The therapist my mother forced me to see before we had found that I was pregnant explained I have survivor’s guilt but in my mind, I have unfinished business.

He cheated on me, he hit me, broke my ribs, he tried to kill me and instead of paying with years behind bars for what he did to me, to the girls who have come forward, he died.

He didn’t surfer in my eyes which probably makes me evil but I don’t care, he got the easy way out while I have to live with what he did every day.

“Is Caleb coming for dinner tomorrow, Mama?” Lyra asks as we walk inside and I smile at my little girl.

“No, princess, he’s coming next week. Matty’s going to pick him up,” I reply and she nods, releases my hand, then darts through the doorway into my classroom to grab her things.

My parents disowned me, which I never expected.

As soon as I butted in and denied my dad's wishes for a termination, he couldn’t look at me. My mama tearfully told me I had to leave if I kept a rapist’s baby—her words, not mine. That I wouldn’t be welcome in their family, my own family and when the town found out and all the whispers begun, one claiming I tried to trap Adam which made him go down the deep end, those people being Mrs. Collins friends, I knew I couldn’t stay in town.

Mama accidentally told a talkative friend and most thought I should terminate when it got out. Even Mr. Collins visited as I packed and demanded that I end his son's evil spawn – again hiswords not mine – but I didn’t see the baby as his child. I saw her as innocent and a part of me but he just made the decision to leave town instead of trying to get my parents to see sense even easier and what slammed the nail into the coffin so to speak, as soon as Mrs. Collins and Freya found out, they demanded I moved in with them. Mrs. Collins said it was her grandbaby and that she was going to take sole custody once she was born and that I wouldn’t be allowed near her son reincarnated. – Without a word, I dragged my bags out of my parents’ home where they stayed in Dad’s office and I walked away while she screamed I couldn’t take her grandchild and tried to stop me from getting into the car. She grabbed me roughly while her daughter stood in shock at her mother’s behavior, though it was obvious where Adam got his temper from.

Thankfully, the neighbors called the cops because they knew she wasn’t allowed near me and forced her to step away from me while I got in my car and drove away. Without looking back while cop cars raced towards my parents’ home, a home I grew up in but was no longer welcome.

After I left, I had the protective order include Lyra which just made things worse apparently. According to Freya, who texted begging to meet her niece, the order caused her mother to have a mental breakdown.

Her son assaulted me, he tried to kill me, yet in her eyes, I’m still the bad guy so when my uncle, Mathew, in Louisiana, whom my dad contacted when I decided to keep my baby, said he’d take me in, I said yes. Even if it was only until I graduated from college then after that I was to be on my own, which again I was fine with, even when he kept to his word because I worked hard to get to where I am now, giving Lyra has everything she needs.

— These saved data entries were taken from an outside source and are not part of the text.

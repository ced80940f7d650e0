use crate::value::Value;
use std::cmp::Ordering;

/// Total canonical comparator for slot values.
///
/// Ordering rules:
/// 1. Null-like rank: concrete < EMPTY < JSON-NULL < SQL-NULL
/// 2. Variant tag for mismatched concrete variants (deterministic only)
/// 3. Variant-native order for same-variant concrete values
///
/// Floating point values use IEEE total order, so `-0.0 < 0.0`.
#[must_use]
pub fn canonical_cmp(left: &Value, right: &Value) -> Ordering {
    let rank = null_rank(left).cmp(&null_rank(right));
    if rank != Ordering::Equal {
        return rank;
    }

    strict_order_cmp(left, right)
        .unwrap_or_else(|| left.canonical_tag().cmp(&right.canonical_tag()))
}

/// Strict comparator for identical variants.
///
/// Returns `None` for mismatched variants.
#[must_use]
pub fn strict_order_cmp(left: &Value, right: &Value) -> Option<Ordering> {
    match (left, right) {
        (Value::Blob(a), Value::Blob(b)) => Some(a.cmp(b)),
        (Value::Bool(a), Value::Bool(b)) => Some(a.cmp(b)),
        (Value::Enum(a), Value::Enum(b)) => Some(a.cmp(b)),
        (Value::Float32(a), Value::Float32(b)) => Some(a.total_cmp(b)),
        (Value::Float64(a), Value::Float64(b)) => Some(a.total_cmp(b)),
        (Value::Int(a), Value::Int(b)) => Some(a.cmp(b)),
        (Value::Long(a), Value::Long(b)) => Some(a.cmp(b)),
        (Value::Number(a), Value::Number(b)) => Some(a.cmp(b)),
        (Value::Text(a), Value::Text(b)) => Some(a.as_bytes().cmp(b.as_bytes())),
        (Value::Timestamp(a), Value::Timestamp(b)) => Some(a.cmp(b)),
        (Value::Empty, Value::Empty)
        | (Value::JsonNull, Value::JsonNull)
        | (Value::Null, Value::Null) => Some(Ordering::Equal),
        _ => None,
    }
}

const fn null_rank(value: &Value) -> u8 {
    match value {
        Value::Empty => 1,
        Value::JsonNull => 2,
        Value::Null => 3,
        _ => 0,
    }
}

I worked nights while my cousin, Matty, watched Lyra and I saved as much as I could while attending school and before I even graduated from college, I had already rented a small two-bedroom apartment. Last year, I upgraded to a three-bedroom townhouse with Matty, though I know I need a better car at some point. I can admit, it would be nice to buy somewhere instead of renting but all that will come in time.

I haven’t heard a peep from my uncle and nothing from my parents, which hurts because we were close before everything happened. I’ve thankfully heard nothing from Freya in five years so that’s a plus.